Australian-born country singer-songwriter Emma Swift’s Blonde On The Tracks is a collection of covers of some of her favourite Bob Dylan songs and it’s perfectly timed.
Bob is back with his best album in years, the masterful Rough and Rowdy Ways, which came out during lockdown, so there’s an appetite for all things Dylan. Swift even reinterprets one of the songs from his latest record on hers – the reflective and stately ballad ‘I Contain Multitudes’.
Like Dylan’s original, it’s stripped-down and intimate – Swift’s achingly beautiful voice is accompanied by acoustic guitar and minimal instrumentation, including what sounds like a harmonium.

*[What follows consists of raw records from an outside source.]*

//! Error types returned by the fallible edges of the back-end.
//!
//! Almost everything in this crate treats a violated invariant as a
//! compiler bug: passes `panic!`/`debug_assert!` rather than returning
//! `Err` (see the crate-level docs and `ir` module for the invariants they
//! enforce). `CodegenError` exists only for the handful of entry points
//! that accept data from outside those invariants, e.g. parsing a target
//! triple or declaring a global under a name that already exists.

use std::fmt;

/// A result alias used by every fallible entry point in this crate.
pub type CodegenResult<T> = Result<T, CodegenError>;

/// Errors that can be returned from the boundary of this crate.
///
/// This is deliberately small: internal inconsistencies found while
/// lowering a function that is already known to be well-formed are
/// compiler bugs, not `CodegenError`s, and are reported by panicking
/// (see `result::panic_invariant`).
#[derive(Fail, Debug)]
pub enum CodegenError {
    /// The string handed to [`crate::isa::Target::parse`] is not a
    /// recognized `<arch>-<sys>` target triple.
    #[fail(display = "invalid target triple `{}`: {}", triple, reason)]
    BadTriple {
        /// The triple string that failed to parse.
        triple: String,
        /// Why `target-lexicon` or this crate rejected it.
        reason: String,
    },

    /// The requested target triple parses, but this crate has no
    /// instruction-selection/ABI tables for it.
    #[fail(display = "unsupported target `{}`", triple)]
    UnsupportedTarget {
        /// The triple that parsed but isn't implemented.
        triple: String,
    },

    /// A global or function was declared twice under the same name in one
    /// [`crate::unit::Unit`].
    #[fail(display = "duplicate symbol `{}`", name)]
    DuplicateSymbol {
        /// The symbol name that collided.
        name: String,
    },
}

/// Abort with a diagnostic identifying the back-end invariant that was
/// violated.
///
/// Every call site names the invariant in `what`; this is the core's only
/// failure mode once a [`crate::ir::Function`] has been accepted by a pass,
/// per the "no recoverable error class inside the core" rule in this
/// crate's specification.
#[cold]
pub fn panic_invariant(what: &str, detail: &dyn fmt::Display) -> ! {
    panic!("ir-codegen: invariant violated: {}: {}", what, detail)
}
//! # Error Types
//!
//! Domain errors for boutique-core.
//!
//! ## Error Hierarchy
//! ```text
//! boutique-core   ValidationError  - malformed input
//!                 CoreError        - business rule violations
//! boutique-db     DbError          - storage faults (separate crate)
//! boutique-engine EngineError      - what the form layer sees
//!
//! Flow: ValidationError → CoreError → EngineError → UI message
//! ```
//!
//! ## Design Principles
//! 1. `thiserror` derives, never manual `impl Display`
//! 2. Context fields in every variant (ids, names, amounts)
//! 3. Errors are enum variants, never bare strings

use thiserror::Error;

// =============================================================================
// Core Error
// =============================================================================

/// Business rule violations.
#[derive(Debug, Error)]
pub enum CoreError {
    /// Requested quantity exceeds live stock.
    ///
    /// Raised both at add-to-cart time (against the persisted quantity read
    /// at that moment) and again inside the checkout transaction, where the
    /// guarded decrement closes the staleness window between the two.
    #[error("insufficient stock for '{product_name}' (id {product_id}): available {available}, requested {requested}")]
    InsufficientStock {
        product_id: i64,
        product_name: String,
        available: i64,
        requested: i64,
    },

    /// Cart line index out of range for `remove_line`.
    #[error("no cart line at index {index} (cart has {len} lines)")]
    LineOutOfRange { index: usize, len: usize },

    /// Checkout was attempted on an empty cart.
    #[error("cart is empty")]
    EmptyCart,

    /// Input validation failure (wraps [`ValidationError`]).
    #[error(transparent)]
    Validation(#[from] ValidationError),
}

// =============================================================================
// Validation Error
// =============================================================================

/// Malformed input, caught before any business logic runs.
#[derive(Debug, Error, PartialEq, Eq)]
pub enum ValidationError {
    /// A required field is missing or empty.
    #[error("{field} is required")]
    Required { field: &'static str },

    /// Field value is too short.
    #[error("{field} must be at least {min} characters")]
    TooShort { field: &'static str, min: usize },

    /// Value must be strictly positive (prices, quantities to sell).
    #[error("{field} must be positive")]
    MustBePositive { field: &'static str },

    /// Value must not be negative (stock levels).
    #[error("{field} must not be negative")]
    MustNotBeNegative { field: &'static str },

    /// Numeric value above the allowed maximum.
    #[error("{field} must be at most {max}")]
    TooLarge { field: &'static str, max: i64 },

    /// Invalid format (e.g. an email with no '@').
    #[error("{field} has invalid format: {reason}")]
    InvalidFormat {
        field: &'static str,
        reason: &'static str,
    },
}

/// Convenience alias for results carrying [`CoreError`].
pub type CoreResult<T> = Result<T, CoreError>;

#[cfg(test)]
mod tests {
    use super::*;

    #[test]
    fn test_insufficient_stock_message_names_the_product() {
        let err = CoreError::InsufficientStock {
            product_id: 3,
            product_name: "Kids Dress".to_string(),
            available: 15,
            requested: 20,
        };
        assert_eq!(
            err.to_string(),
            "insufficient stock for 'Kids Dress' (id 3): available 15, requested 20"
        );
    }

    #[test]
    fn test_validation_converts_to_core_error() {
        let err: CoreError = ValidationError::Required { field: "name" }.into();
        assert!(matches!(err, CoreError::Validation(_)));
        assert_eq!(err.to_string(), "name is required");
    }
}
//! # Authenticator
//!
//! Staff registration and login.
//!
//! Two kinds of identity can sign in:
//! - the **bootstrap owner**, a fixed credential held outside the accounts
//!   table so the store is usable before any staff account exists;
//! - **staff accounts**, stored with argon2 password hashes.
//!
//! The bootstrap credential is checked first, and its username is reserved:
//! registering it is a duplicate even with an empty accounts table.

use argon2::password_hash::rand_core::OsRng;
use argon2::password_hash::{PasswordHash, PasswordHasher, PasswordVerifier, SaltString};
use argon2::Argon2;
use tracing::{info, warn};

use crate::error::{EngineError, EngineResult};
use boutique_core::{validation, Account};
use boutique_db::{AccountRepository, Database, DbError};

/// The out-of-band owner credential.
#[derive(Debug, Clone)]
pub struct BootstrapCredential {
    pub username: String,
    pub password: String,
}

impl Default for BootstrapCredential {
    fn default() -> Self {
        BootstrapCredential {
            username: "owner".to_string(),
            password: "admin123".to_string(),
        }
    }
}

/// Who just signed in.
#[derive(Debug, Clone)]
pub enum StaffIdentity {
    /// The bootstrap owner; has no row in the accounts table.
    Owner,
    /// A registered staff member.
    Staff(Account),
}

/// Registration and login over the account directory.
#[derive(Debug, Clone)]
pub struct Authenticator {
    accounts: AccountRepository,
    bootstrap: BootstrapCredential,
}

impl Authenticator {
    pub fn new(db: &Database) -> Self {
        Authenticator {
            accounts: db.accounts(),
            bootstrap: BootstrapCredential::default(),
        }
    }

    pub fn with_bootstrap(db: &Database, bootstrap: BootstrapCredential) -> Self {
        Authenticator {
            accounts: db.accounts(),
            bootstrap,
        }
    }

    /// Registers a staff account. The password is hashed before storage;
    /// plaintext never reaches the database layer.
    pub async fn register(
        &self,
        username: &str,
        password: &str,
        full_name: &str,
        email: &str,
    ) -> EngineResult<Account> {
        let username = validation::validate_username(username)?;
        validation::validate_password(password)?;
        let full_name = validation::validate_full_name(full_name)?;
        let email = validation::validate_email(email)?;

        if username == self.bootstrap.username {
            return Err(EngineError::DuplicateUsername(username));
        }

        let hash = hash_password(password)?;

        match self.accounts.insert(&username, &hash, &full_name, &email).await {
            Ok(account) => {
                info!(username = %account.username, "staff account registered");
                Ok(account)
            }
            Err(DbError::UniqueViolation { .. }) => Err(EngineError::DuplicateUsername(username)),
            Err(e) => Err(e.into()),
        }
    }

    /// Verifies a credential pair. Unknown usernames and wrong passwords are
    /// indistinguishable to the caller.
    pub async fn authenticate(&self, username: &str, password: &str) -> EngineResult<StaffIdentity> {
        if username == self.bootstrap.username && password == self.bootstrap.password {
            info!("owner signed in via bootstrap credential");
            return Ok(StaffIdentity::Owner);
        }

        let account = match self.accounts.get_by_username(username).await? {
            Some(account) => account,
            None => {
                warn!(username = %username, "login attempt for unknown username");
                return Err(EngineError::InvalidCredentials);
            }
        };

        if verify_password(password, &account.password) {
            info!(username = %account.username, "staff member signed in");
            Ok(StaffIdentity::Staff(account))
        } else {
            warn!(username = %username, "login attempt with wrong password");
            Err(EngineError::InvalidCredentials)
        }
    }
}

fn hash_password(password: &str) -> EngineResult<String> {
    let salt = SaltString::generate(&mut OsRng);
    Argon2::default()
        .hash_password(password.as_bytes(), &salt)
        .map(|hash| hash.to_string())
        .map_err(|e| EngineError::Internal(format!("password hashing failed: {e}")))
}

fn verify_password(password: &str, stored_hash: &str) -> bool {
    let Ok(parsed) = PasswordHash::new(stored_hash) else {
        return false;
    };
    Argon2::default()
        .verify_password(password.as_bytes(), &parsed)
        .is_ok()
}

// =============================================================================
// Unit Tests
// =============================================================================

The eight-track album opens with ‘Queen Jane Approximately’ – in a nice touch, Swift gives it a wonderful, Byrds-style makeover. There’s a great, chiming 12-string Rickenbacker guitar solo, paying homage to Roger McGuinn’s ‘60s West Coast folk-rockers who made it big by covering Dylan songs.
She slows down ‘One of Must Know (Sooner or Later)’, turning it into a pleading, haunting, late-night country song, with pedal steel. ‘Simple Twist of Fate’ gets a similar treatment, but with some understated, twangy guitar licks, as does the 12-minute epic ‘Sad Eyed Lady of the Lowlands’.
‘The Man In Me’, from Dylan’s 1970 album, New Morning, is shorn of its gospel influences. Instead Swift and her band actually make it sound as if it’s come from 1966’s Blonde On Blonde – there’s even more organ than on the original. That organ crops up on the closing ‘You’re A Big Girl Now’, which also has rippling piano and a yearning electric guitar solo.
Blonde On The Tracks was started at Magnetic Sound Studio in Nashville, where Swift lives. She worked with producer Patrick Sansone, multi-instrumentalist from Chicago alt-rockers Wilco, over email to polish up the six songs that had already been recorded, but her versions of ‘I Contain Multitudes’ and ‘Simple Twist of Fate’ were laid down in April and May this year, at home, and overdubbed via correspondence.
Sansone’s production is key – the songs have room to breathe and are intimate, warm and inviting.
The album features guest appearances from Sansone, singer-songwriter – and Dylan fanatic – Robyn Hitchcock, who plays guitar, Thayer Sarrano (pedal steel) and Steelism’s Jon Estes and Jon Radford on bass and drums, respectively.
Covid-19 wasn’t the only crisis to have an effect on this record, as Swift explains: “The idea for the album came about during a long depressive phase – the kind where it’s hard to get out of bed and get dressed and present [yourself] to the world as a high-functioning human. I was lost on all fronts no doubt, but especially creatively.”
She adds: “I’ve never been a prolific writer, but this period was especially wordless. Sad, listless and desperate, I began singing Bob Dylan songs as a way to have something to wake up for.”
Interestingly, Swift hasn’t altered any of Dylan’s lyrics – they’re still sung from a man’s point of view.
Swift has been influenced by female singers like Sandy Denny, Joan Baez, Billie Holiday and Sinead O’Connor.
She says: “There’s an art to interpretation – and for me – these women are the masters. I’m as indebted to them on this record as I am to Bob Dylan.”
Like her musical heroes, Swift has also proved herself to be a master of interpreting songs. Blonde On The Tracks features some of the best versions of Dylan songs you’re ever likely to hear and it’s a lovely sounding record that’s respectful, nicely arranged and very moving at times.
She has put her own stamp on the songs, but, unlike some artists who’ve covered Dylan, she’s remained reasonably faithful – thankfully, she hasn’t overhauled them in such a way that they’re unrecognisable.
To be fair, if you’ve ever seen Dylan in concert, particularly in the past few years, you’ll know that he’s more than capable of doing that himself.